Joining the call was Katherine Corps Officer Auxiliary-Lieutenant Samuel Higginbottom, candidate helper Michellie Higginbottom, South Australia/Northern Territory Divisional Commander Major Lance Jeffrey (from Adelaide), and Northern Territory Public Relations Secretary Captain Peter Jones (from Darwin).

The Governor-General had briefly visited the town on Anzac Day this year, but his schedule did not allow time to visit the Katherine Hub. He said he would be back before the end of the year, but the current COVID-19 lockdown will prevent him. 

Situated on the banks of the Katherine River, about 320km south-east of Darwin, Katherine has a population of about 11,000. The Governor-General said it was “a vibrant town” and “an important part of the infrastructure and community of the NT”. 

“Our digital engagement program enables us to stay in contact,” he added. “It is important to Linda and me that we check in with local leaders to hear how their community is faring, particularly during the pandemic.”

Samuel said it was not only ‘grey nomads’ who travelled through Katherine, but it also was a strategic stopover point for First Nations people travelling around the Top End.

“It’s the Aboriginal and Torres Strait Islander people who are very transient through Katherine as they either move east to west or north to south,” Samuel said. “We’re like the crossroads they need to come through, and that’s where they come and seek help, and he [the Governor-General] was really intrigued.”

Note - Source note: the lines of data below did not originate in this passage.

#[cfg(feature = "onyx-dx11")]
use crate::dx11::OnyxDescriptorDx11;
#[cfg(any(feature = "onyx-empty", not(feature = "onyx-dx11")))]
use crate::empty::OnyxDescriptorEmpty;
use crate::OnyxDescriptorClass;

/// A resolved resource view plus the metadata the binding engine consumes
#[derive(Clone, Debug)]
pub enum OnyxDescriptor {
    #[cfg(feature = "onyx-dx11")]
    Dx11(OnyxDescriptorDx11),
    #[cfg(any(feature = "onyx-empty", not(feature = "onyx-dx11")))]
    Empty(OnyxDescriptorEmpty),
}

impl OnyxDescriptor {
    pub fn class(&self) -> OnyxDescriptorClass {
        match self {
            #[cfg(feature = "onyx-dx11")]
            OnyxDescriptor::Dx11(inner) => inner.class(),
            #[cfg(any(feature = "onyx-empty", not(feature = "onyx-dx11")))]
            OnyxDescriptor::Empty(inner) => inner.class(),
        }
    }

    pub fn is_integer_format(&self) -> bool {
        match self {
            #[cfg(feature = "onyx-dx11")]
            OnyxDescriptor::Dx11(inner) => inner.is_integer_format(),
            #[cfg(any(feature = "onyx-empty", not(feature = "onyx-dx11")))]
            OnyxDescriptor::Empty(inner) => inner.is_integer_format(),
        }
    }

    /// Get the underlying dx11 API object. This provides access to any internally created
    /// dx11 objects.
    #[cfg(feature = "onyx-dx11")]
    pub fn dx11_descriptor(&self) -> Option<&OnyxDescriptorDx11> {
        match self {
            #[cfg(feature = "onyx-dx11")]
            OnyxDescriptor::Dx11(inner) => Some(inner),
            #[cfg(any(feature = "onyx-empty", not(feature = "onyx-dx11")))]
            OnyxDescriptor::Empty(_) => None,
        }
    }

    #[cfg(any(feature = "onyx-empty", not(feature = "onyx-dx11")))]
    pub fn empty_descriptor(&self) -> Option<&OnyxDescriptorEmpty> {
        match self {
            #[cfg(feature = "onyx-dx11")]
            OnyxDescriptor::Dx11(_) => None,
            #[cfg(any(feature = "onyx-empty", not(feature = "onyx-dx11")))]
            OnyxDescriptor::Empty(inner) => Some(inner),
        }
    }
}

Samuel said he also took the Governor-General and Mrs Hurley on a tour of the facility by walking a laptop around to each part of the centre.

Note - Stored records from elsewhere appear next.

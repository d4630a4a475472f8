use crate::dx11::{OnyxDescriptorDx11, OnyxDescriptorPoolDx11, OnyxPipelineLayoutDx11};
use crate::{OnyxError, OnyxResult};
use std::sync::Arc;

/// One `{descriptorOffset, descriptorNum}` window into the pool's shared descriptor storage
#[derive(Copy, Clone, Debug, PartialEq, Eq)]
pub(crate) struct SetRange {
    /// Offset relative to the set's base offset in the pool
    pub descriptor_offset: u32,
    pub descriptor_num: u32,
}

#[derive(Debug)]
pub struct OnyxDescriptorSetDx11Inner {
    pool: OnyxDescriptorPoolDx11,
    pipeline_layout: OnyxPipelineLayoutDx11,
    set_index: u32,
    base_offset: u32,
    generation: u64,

    /// Recomputed on every (re)initialization. Dynamic-constant-buffer ranges come first, then
    /// the declared ranges. `OnyxPipelineLayoutDx11` mirrors this layout when it resolves
    /// descriptor pointers, so the two must never disagree.
    ranges: Vec<SetRange>,
    dynamic_range_count: u32,
    descriptor_count: u32,
}

#[derive(Clone, Debug)]
pub struct OnyxDescriptorSetDx11 {
    pub(crate) inner: Arc<OnyxDescriptorSetDx11Inner>,
}

impl OnyxDescriptorSetDx11 {
    /// Build the set's range list over a freshly reserved window of the pool's storage. Called
    /// by the pool on every allocation, including re-allocations after `reset`; the range list
    /// is never carried over from a previous generation.
    pub(crate) fn initialize(
        pool: &OnyxDescriptorPoolDx11,
        pipeline_layout: &OnyxPipelineLayoutDx11,
        set_index: u32,
        base_offset: u32,
        generation: u64,
    ) -> OnyxResult<Self> {
        let set_info = pipeline_layout.binding_set(set_index)?;

        let mut ranges =
            Vec::with_capacity((set_info.range_num) as usize);

        // Dynamic constant buffers first, one descriptor each
        for i in 0..set_info.dynamic_constant_buffer_num {
            ranges.push(SetRange {
                descriptor_offset: i,
                descriptor_num: 1,
            });
        }

        // Then the declared ranges, in declaration order, packed after the dynamic block
        let mut next_offset = set_info.dynamic_constant_buffer_num;
        for range in pipeline_layout.declared_ranges(set_index)? {
            ranges.push(SetRange {
                descriptor_offset: next_offset,
                descriptor_num: range.descriptor_num,
            });
            next_offset += range.descriptor_num;
        }

        Ok(OnyxDescriptorSetDx11 {
            inner: Arc::new(OnyxDescriptorSetDx11Inner {
                pool: pool.clone(),
                pipeline_layout: pipeline_layout.clone(),
                set_index,
                base_offset,
                generation,
                ranges,
                dynamic_range_count: set_info.dynamic_constant_buffer_num,
                descriptor_count: next_offset,
            }),
        })
    }

    pub fn pipeline_layout(&self) -> &OnyxPipelineLayoutDx11 {
        &self.inner.pipeline_layout
    }

    pub fn set_index(&self) -> u32 {
        self.inner.set_index
    }

    pub fn descriptor_count(&self) -> u32 {
        self.inner.descriptor_count
    }

    /// Write descriptors into one declared range. `range_index` counts declared ranges in
    /// declaration order; dynamic constant buffers are updated separately.
    pub fn update_descriptors(
        &self,
        range_index: u32,
        offset_in_range: u32,
        descriptors: &[&OnyxDescriptorDx11],
    ) -> OnyxResult<()> {
        let internal_index = self.inner.dynamic_range_count + range_index;
        let range = *self.range(internal_index)?;

        let expected_class = self
            .inner
            .pipeline_layout
            .declared_range_class(self.inner.set_index, range_index)?;
        for descriptor in descriptors {
            if descriptor.class() != expected_class {
                return Err(OnyxError::InvalidArgument(format!(
                    "descriptor class {:?} does not match range class {:?}",
                    descriptor.class(),
                    expected_class
                )));
            }
        }

        self.write(range, offset_in_range, descriptors)
    }

    /// Write dynamic-constant-buffer descriptors, indexed in declaration order
    pub fn update_dynamic_constant_buffers(
        &self,
        first: u32,
        descriptors: &[&OnyxDescriptorDx11],
    ) -> OnyxResult<()> {
        if first + descriptors.len() as u32 > self.inner.dynamic_range_count {
            return Err(OnyxError::InvalidArgument(format!(
                "dynamic constant buffer update [{}..+{}] exceeds the {} declared",
                first,
                descriptors.len(),
                self.inner.dynamic_range_count
            )));
        }

        for (i, descriptor) in descriptors.iter().enumerate() {
            if descriptor.class() != crate::OnyxDescriptorClass::ConstantBuffer {
                return Err(OnyxError::InvalidArgument(
                    "dynamic constant buffer ranges take constant buffer descriptors".to_string(),
                ));
            }
            let range = *self.range(first + i as u32)?;
            self.write(range, 0, &[descriptor])?;
        }

        Ok(())
    }

    fn range(
        &self,
        internal_index: u32,
    ) -> OnyxResult<&SetRange> {
        self.inner.ranges.get(internal_index as usize).ok_or_else(|| {
            OnyxError::InvalidArgument(format!(
                "range index {} out of bounds ({} ranges)",
                internal_index,
                self.inner.ranges.len()
            ))
        })
    }

    fn write(
        &self,
        range: SetRange,
        offset_in_range: u32,
        descriptors: &[&OnyxDescriptorDx11],
    ) -> OnyxResult<()> {
        if offset_in_range + descriptors.len() as u32 > range.descriptor_num {
            return Err(OnyxError::InvalidArgument(format!(
                "descriptor write [{}..+{}] exceeds range of {} descriptors",
                offset_in_range,
                descriptors.len(),
                range.descriptor_num
            )));
        }

        let mut storage = self.inner.pool.inner.storage.lock().unwrap();
        debug_assert_eq!(
            storage.generation, self.inner.generation,
            "descriptor set used after pool reset"
        );

        let base =
            (self.inner.base_offset + range.descriptor_offset + offset_in_range) as usize;
        for (i, descriptor) in descriptors.iter().enumerate() {
            storage.slots[base + i] = Some((*descriptor).clone());
        }

        Ok(())
    }

    /// Resolve the live descriptors for one window of this set. Consulted by the pipeline
    /// layout during binding.
    pub(crate) fn resolve_descriptors(
        &self,
        descriptor_offset: u32,
        descriptor_num: u32,
    ) -> OnyxResult<Vec<OnyxDescriptorDx11>> {
        let storage = self.inner.pool.inner.storage.lock().unwrap();
        debug_assert_eq!(
            storage.generation, self.inner.generation,
            "descriptor set bound after pool reset"
        );

        let base = (self.inner.base_offset + descriptor_offset) as usize;
        let mut descriptors = Vec::with_capacity(descriptor_num as usize);
        for i in 0..descriptor_num as usize {
            let descriptor = storage.slots[base + i].as_ref().ok_or_else(|| {
                OnyxError::InvalidArgument(format!(
                    "descriptor {} of the bound set was never written",
                    descriptor_offset as usize + i
                ))
            })?;
            descriptors.push(descriptor.clone());
        }

        Ok(descriptors)
    }

    #[cfg(test)]
    pub(crate) fn ranges(&self) -> &[SetRange] {
        &self.inner.ranges
    }

    #[cfg(test)]
    pub(crate) fn dynamic_range_count(&self) -> u32 {
        self.inner.dynamic_range_count
    }
}

#[cfg(test)]
mod tests {
    use super::super::internal::testing::MockDevice;
    use super::*;
    use crate::dx11::{OnyxApiDefDx11, OnyxApiDx11};
    use crate::{
        OnyxDescriptorClass, OnyxDescriptorPoolDef, OnyxDescriptorRangeDef,
        OnyxDescriptorSetLayoutDef, OnyxDynamicConstantBufferDef, OnyxPipelineLayoutDef,
        OnyxPipelineType, OnyxShaderStageFlags,
    };

    fn test_api() -> OnyxApiDx11 {
        OnyxApiDx11::from_device_ops(MockDevice::new(), &OnyxApiDefDx11::default()).unwrap()
    }

    fn layout_with_trailing_dynamic_ranges(
        api: &OnyxApiDx11
    ) -> crate::dx11::OnyxPipelineLayoutDx11 {
        // Dynamic constant buffers declared AFTER the plain ranges; initialization must still
        // order them first
        api.device_context()
            .create_pipeline_layout(&OnyxPipelineLayoutDef {
                pipeline_type: OnyxPipelineType::Graphics,
                descriptor_sets: vec![OnyxDescriptorSetLayoutDef {
                    ranges: vec![
                        OnyxDescriptorRangeDef {
                            base_slot: 0,
                            descriptor_count: 3,
                            class: OnyxDescriptorClass::ShaderResource,
                            stages: OnyxShaderStageFlags::FRAGMENT,
                        },
                        OnyxDescriptorRangeDef {
                            base_slot: 0,
                            descriptor_count: 2,
                            class: OnyxDescriptorClass::Sampler,
                            stages: OnyxShaderStageFlags::FRAGMENT,
                        },
                    ],
                    dynamic_constant_buffers: vec![
                        OnyxDynamicConstantBufferDef {
                            slot: 0,
                            stages: OnyxShaderStageFlags::VERTEX,
                        },
                        OnyxDynamicConstantBufferDef {
                            slot: 1,
                            stages: OnyxShaderStageFlags::FRAGMENT,
                        },
                    ],
                }],
                push_constants: vec![],
            })
            .unwrap()
    }

    #[test]
    fn dynamic_ranges_precede_declared_ranges() {
        let api = test_api();
        let layout = layout_with_trailing_dynamic_ranges(&api);
        let pool = api
            .device_context()
            .create_descriptor_pool(&OnyxDescriptorPoolDef {
                descriptor_capacity: 16,
            })
            .unwrap();

        let set = pool.allocate_descriptor_set(&layout, 0).unwrap();

        assert_eq!(set.dynamic_range_count(), 2);
        assert_eq!(
            set.ranges(),
            &[
                // Both dynamic constant buffers first, regardless of declaration order
                SetRange {
                    descriptor_offset: 0,
                    descriptor_num: 1
                },
                SetRange {
                    descriptor_offset: 1,
                    descriptor_num: 1
                },
                // Declared ranges packed after the dynamic block
                SetRange {
                    descriptor_offset: 2,
                    descriptor_num: 3
                },
                SetRange {
                    descriptor_offset: 5,
                    descriptor_num: 2
                },
            ]
        );
        assert_eq!(set.descriptor_count(), 7);
    }

    #[test]
    fn pool_validates_capacity_before_handing_out_sets() {
        let api = test_api();
        let layout = layout_with_trailing_dynamic_ranges(&api);
        let pool = api
            .device_context()
            .create_descriptor_pool(&OnyxDescriptorPoolDef {
                descriptor_capacity: 10,
            })
            .unwrap();

        // Each set needs 7 descriptors; the second one does not fit
        pool.allocate_descriptor_set(&layout, 0).unwrap();
        assert!(pool.allocate_descriptor_set(&layout, 0).is_err());

        // After reset the same pool serves fresh sets again
        pool.reset();
        pool.allocate_descriptor_set(&layout, 0).unwrap();
    }
}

“We were also able to conduct a virtual tour of the hub, say ‘hello’ to staff members and gain a better sense of the work being undertaken in Katherine,” the Governor-General said.

Samuel said he explained that homelessness was a significant issue in Katherine and the lack of public housing to accommodate people experiencing homelessness.

He said the Governor-General was keenly interested in the community programs and the worship component of the corps ministry. He was impressed to hear that about half the congregation was First Nations people.

“He was really interested to hear that we link our social centres in which our church [and] the clients who attend are invited to church and that it’s a welcome space for them,” Samuel said. “He wanted to hear the demographic of our church and how it’s been travelling.”

The Governor-General said the Army was one of Australia’s most “well-known and respected charities”.

“Every day, in all parts of Australia, including Katherine, the Salvos are on the ground helping people, particularly those experiencing homelessness,” he said. “The Katherine Hub is an excellent example of the Army’s support for the vulnerable members of our communities.

“We discussed the expansion plans for the hub and were particularly pleased to see the increase in the number of showers and the expansion of the laundry facilities.”

The Governor-General was also made aware that the daily breakfast and lunch meals program had been expanded in recent months, with a Saturday morning breakfast program now operating. Samuel said people experiencing homelessness or social isolation had been “going hungry at the weekend” as there had been no community services open to meet that need.

The Governor-General said he was still keen to visit the hub in person.